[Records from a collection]
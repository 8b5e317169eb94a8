//! Explicitly allocated per thread contexts

use std::sync::Arc;
use std::thread::{self, ThreadId};

use dashmap::DashMap;
use tether_domain::constants::SCOPE_WORKER;
use tether_domain::error::{Error, Result};
use tether_domain::object::Object;
use tether_domain::ports::{Controller, Provider, Scope};
use tether_domain::value_objects::Dependency;
use tracing::trace;

type Context = Arc<DashMap<usize, Object>>;

/// Instances live from [`Controller::allocate`] to [`Controller::deallocate`]
/// on the calling thread
///
/// Resolving a worker scoped resource on a thread without an allocated
/// context fails with [`Error::ScopeNotAllocated`].
#[derive(Default)]
pub struct WorkerScope {
    contexts: DashMap<ThreadId, Context>,
}

impl WorkerScope {
    pub fn new() -> Self {
        Self::default()
    }

    fn context(&self) -> Result<Context> {
        self.contexts
            .get(&thread::current().id())
            .map(|context| Arc::clone(context.value()))
            .ok_or_else(|| Error::scope_not_allocated(SCOPE_WORKER))
    }
}

impl Scope for WorkerScope {
    fn provide(
        &self,
        serial_id: usize,
        _resources: usize,
        _dependency: &Dependency,
        provider: &dyn Provider,
    ) -> Result<Object> {
        let context = self.context()?;
        if let Some(existing) = context.get(&serial_id) {
            return Ok(Arc::clone(existing.value()));
        }
        let created = provider.provide()?;
        Ok(Arc::clone(context.entry(serial_id).or_insert(created).value()))
    }
}

impl Controller for WorkerScope {
    fn allocate(&self) {
        let id = thread::current().id();
        self.contexts.entry(id).or_default();
        trace!(thread = ?id, "Worker context allocated");
    }

    fn deallocate(&self) {
        let id = thread::current().id();
        if self.contexts.remove(&id).is_some() {
            trace!(thread = ?id, "Worker context deallocated");
        }
    }

    fn is_allocated(&self) -> bool {
        self.contexts.contains_key(&thread::current().id())
    }
}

--- Required action ---
Across the data, find each line that has "contexts" in it and copy that line.

--- Response to the task ---
//! Explicitly allocated per thread contexts
    contexts: DashMap<ThreadId, Context>,
        self.contexts
        self.contexts.entry(id).or_default();
        if self.contexts.remove(&id).is_some() {
        self.contexts.contains_key(&thread::current().id())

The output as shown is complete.